Casino Royale is the first Bond in a while that’s not over-produced and is all the better for it [with] the fabled series” having been “invigorated by going back to basics,” McCarthy declares. “It’s comparatively low-tech, with the intense fights mostly conducted up close and personally, the killings accomplished by hand or gun, and without an invisible car in evidence.”
Moreoever, “there can be little argument that Craig comes closer to Ian Fleming’s original conception of this exceptionally long-lived male fantasy figure than anyone since early Connery.

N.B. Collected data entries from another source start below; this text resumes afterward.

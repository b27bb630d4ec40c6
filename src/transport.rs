use std::time::Duration;

use anyhow::bail;
use async_trait::async_trait;
use rumqttc::{AsyncClient, ClientError, Event, EventLoop, MqttOptions, Packet, Publish, QoS};
use tracing::{debug, info};

use crate::config::MqttConfig;
use crate::connection::{ConnectionError, ConnectionManager, Connector};

/// Requests buffered between the client handle and the event loop
const CHANNEL_CAPACITY: usize = 64;

/// Opens MQTT sessions against one broker
pub struct MqttConnector {
    config: MqttConfig,
    client_id: String,
    connect_timeout: Duration,
}

impl MqttConnector {
    /// `role` keeps the monitor and publisher from sharing a client id
    pub fn new(config: &MqttConfig, role: &str, connect_timeout: Duration) -> Self {
        let client_id = config.client_id.clone().unwrap_or_else(|| default_client_id(role));
        Self {
            config: config.clone(),
            client_id,
            connect_timeout,
        }
    }

    pub fn client_id(&self) -> &str {
        &self.client_id
    }

    fn options(&self) -> MqttOptions {
        let mut options = MqttOptions::new(&self.client_id, &self.config.broker, self.config.port);
        options.set_keep_alive(Duration::from_secs(self.config.keep_alive_secs.max(5)));
        if let Some(ref username) = self.config.username {
            options.set_credentials(username, self.config.password.as_deref().unwrap_or_default());
        }
        options
    }
}

#[async_trait]
impl Connector for MqttConnector {
    type Client = MqttSession;

    fn endpoint(&self) -> String {
        format!("mqtt://{}:{}", self.config.broker, self.config.port)
    }

    async fn connect(&self) -> anyhow::Result<MqttSession> {
        let (client, mut eventloop) = AsyncClient::new(self.options(), CHANNEL_CAPACITY);

        let acked = tokio::time::timeout(self.connect_timeout, async {
            loop {
                if let Event::Incoming(Packet::ConnAck(ack)) = eventloop.poll().await? {
                    return Ok::<_, rumqttc::ConnectionError>(ack);
                }
            }
        })
        .await;

        match acked {
            Ok(Ok(ack)) => {
                debug!(client_id = %self.client_id, session_present = ack.session_present, "CONNACK received");
                Ok(MqttSession { client, eventloop })
            }
            Ok(Err(e)) => Err(e.into()),
            Err(_) => bail!("no CONNACK within {:?}", self.connect_timeout),
        }
    }
}

/// A live broker connection: the request handle plus the event loop that
/// has to be polled for anything to go over the wire.
pub struct MqttSession {
    client: AsyncClient,
    eventloop: EventLoop,
}

impl MqttSession {
    pub async fn subscribe(&self, topic: &str) -> Result<(), ClientError> {
        self.client.subscribe(topic, QoS::AtMostOnce).await
    }

    /// Queue a publish without waiting; sent on the next poll
    pub fn try_publish(&self, topic: &str, payload: Vec<u8>) -> Result<(), ClientError> {
        self.client.try_publish(topic, QoS::AtMostOnce, false, payload)
    }

    /// Drive the event loop once
    pub async fn poll(&mut self) -> Result<Event, rumqttc::ConnectionError> {
        self.eventloop.poll().await
    }

    /// Wait for the next inbound publish, driving keep-alives and acks meanwhile
    pub async fn next_publish(&mut self) -> Result<Publish, rumqttc::ConnectionError> {
        loop {
            if let Event::Incoming(Packet::Publish(publish)) = self.eventloop.poll().await? {
                return Ok(publish);
            }
        }
    }
}

/// Connect through the manager and subscribe to `topic`
pub async fn connect_and_subscribe<C>(
    manager: &ConnectionManager,
    connector: &C,
    topic: &str,
) -> Result<MqttSession, ConnectionError>
where
    C: Connector<Client = MqttSession>,
{
    let session = manager.connect(connector).await?;
    session.subscribe(topic).await.map_err(|e| ConnectionError {
        endpoint: connector.endpoint(),
        attempts: 1,
        last_error: format!("subscribe to {topic} failed: {e}"),
    })?;
    info!(topic, "Subscribed to MQTT topic");
    Ok(session)
}

fn default_client_id(role: &str) -> String {
    let host = hostname::get()
        .map(|h| h.to_string_lossy().to_string())
        .unwrap_or_else(|_| "unknown".into());
    format!("scada-{}-{}-{}", role, host, std::process::id())
}

#[cfg(test)]
mod tests {
    use super::*;

    fn config() -> MqttConfig {
        MqttConfig {
            broker: "localhost".into(),
            port: 1883,
            topic: "scada/sensors".into(),
            username: None,
            password: None,
            client_id: None,
            keep_alive_secs: 60,
        }
    }

    #[test]
    fn client_ids_differ_by_role() {
        let monitor = MqttConnector::new(&config(), "monitor", Duration::from_secs(1));
        let publisher = MqttConnector::new(&config(), "publisher", Duration::from_secs(1));
        assert!(monitor.client_id().starts_with("scada-monitor-"));
        assert_ne!(monitor.client_id(), publisher.client_id());
        assert_eq!(monitor.endpoint(), "mqtt://localhost:1883");
    }

    #[test]
    fn configured_client_id_wins() {
        let mut cfg = config();
        cfg.client_id = Some("plant-7".into());
        let connector = MqttConnector::new(&cfg, "monitor", Duration::from_secs(1));
        assert_eq!(connector.client_id(), "plant-7");
    }

    #[tokio::test]
    async fn unreachable_broker_fails_fast() {
        let mut cfg = config();
        cfg.broker = "127.0.0.1".into();
        cfg.port = 1; // nothing listens here
        let connector = MqttConnector::new(&cfg, "test", Duration::from_secs(2));
        assert!(connector.connect().await.is_err());
    }
}
/// Fixed-capacity FIFO of recent values for one sensor.
///
/// Backed by a ring buffer: once full, each push overwrites the oldest slot.
#[derive(Debug, Clone)]
pub struct RollingWindow {
    data: Vec<f64>,
    head: usize,
    capacity: usize,
}

impl RollingWindow {
    pub fn new(capacity: usize) -> Self {
        let capacity = capacity.max(1);
        Self {
            data: Vec::with_capacity(capacity),
            head: 0,
            capacity,
        }
    }

    pub fn push(&mut self, value: f64) {
        if self.data.len() < self.capacity {
            self.data.push(value);
        } else {
            self.data[self.head] = value;
            self.head = (self.head + 1) % self.capacity;
        }
    }

    pub fn len(&self) -> usize {
        self.data.len()
    }

    pub fn is_empty(&self) -> bool {
        self.data.is_empty()
    }

    pub fn capacity(&self) -> usize {
        self.capacity
    }

    pub fn is_full(&self) -> bool {
        self.data.len() == self.capacity
    }

    /// Arithmetic mean of the current contents, `None` when empty
    pub fn mean(&self) -> Option<f64> {
        if self.data.is_empty() {
            return None;
        }
        Some(self.data.iter().sum::<f64>() / self.data.len() as f64)
    }

    /// Value pushed `back` steps ago (0 = latest)
    fn nth_latest(&self, back: usize) -> Option<f64> {
        if back >= self.data.len() {
            return None;
        }
        let idx = if self.data.len() < self.capacity {
            self.data.len() - 1 - back
        } else {
            (self.head + self.capacity - 1 - back) % self.capacity
        };
        Some(self.data[idx])
    }

    pub fn latest(&self) -> Option<f64> {
        self.nth_latest(0)
    }

    /// The two most recent values as `(previous, latest)`
    pub fn last_two(&self) -> Option<(f64, f64)> {
        Some((self.nth_latest(1)?, self.nth_latest(0)?))
    }

    /// Contents oldest-first
    pub fn to_vec(&self) -> Vec<f64> {
        let mut out = Vec::with_capacity(self.data.len());
        if self.data.len() < self.capacity {
            out.extend_from_slice(&self.data);
        } else {
            out.extend_from_slice(&self.data[self.head..]);
            out.extend_from_slice(&self.data[..self.head]);
        }
        out
    }
}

Casino Royale sees Bond himself recharged with fresh toughness and arrogance, along with balancing hints of sadism and humanity.
Bond, he writes, “is more of a lone wolf” this time out. “Craig’s upper-body hunkiness and mildly squashed facial features giving him the air of a boxer; 007’s got a frequently remarked upon ego, which can cause him to recklessly overreach and botch things, and the limited witticisms function naturally within the characters’ interchanges.
The notorious gonad-squeezing, scrotum-tugging scene is a stand-out, apparently. “Constrained nude to a bottomed-out chair, Bond is tortured as Mads Mikkelsen‘s Le Chiffre repeatedly launches a hard-tipped rope upon his nemesis’ most sensitive area, and Craig once and for all claims the character as his own by virtue of the supremely cocky defiance with which he taunts Le Chiffre even in vulnerable extremis.”
On top of which the dialogue, says Mccarthy, “requires Bond to acknowledge his mistakes and reflect on the soul-killing nature of his job, [and therefore delivers a] self-searching [that’s] unimaginable in the more fanciful Bond universes inhabited by Pierce Brosnan and Roger Moore.”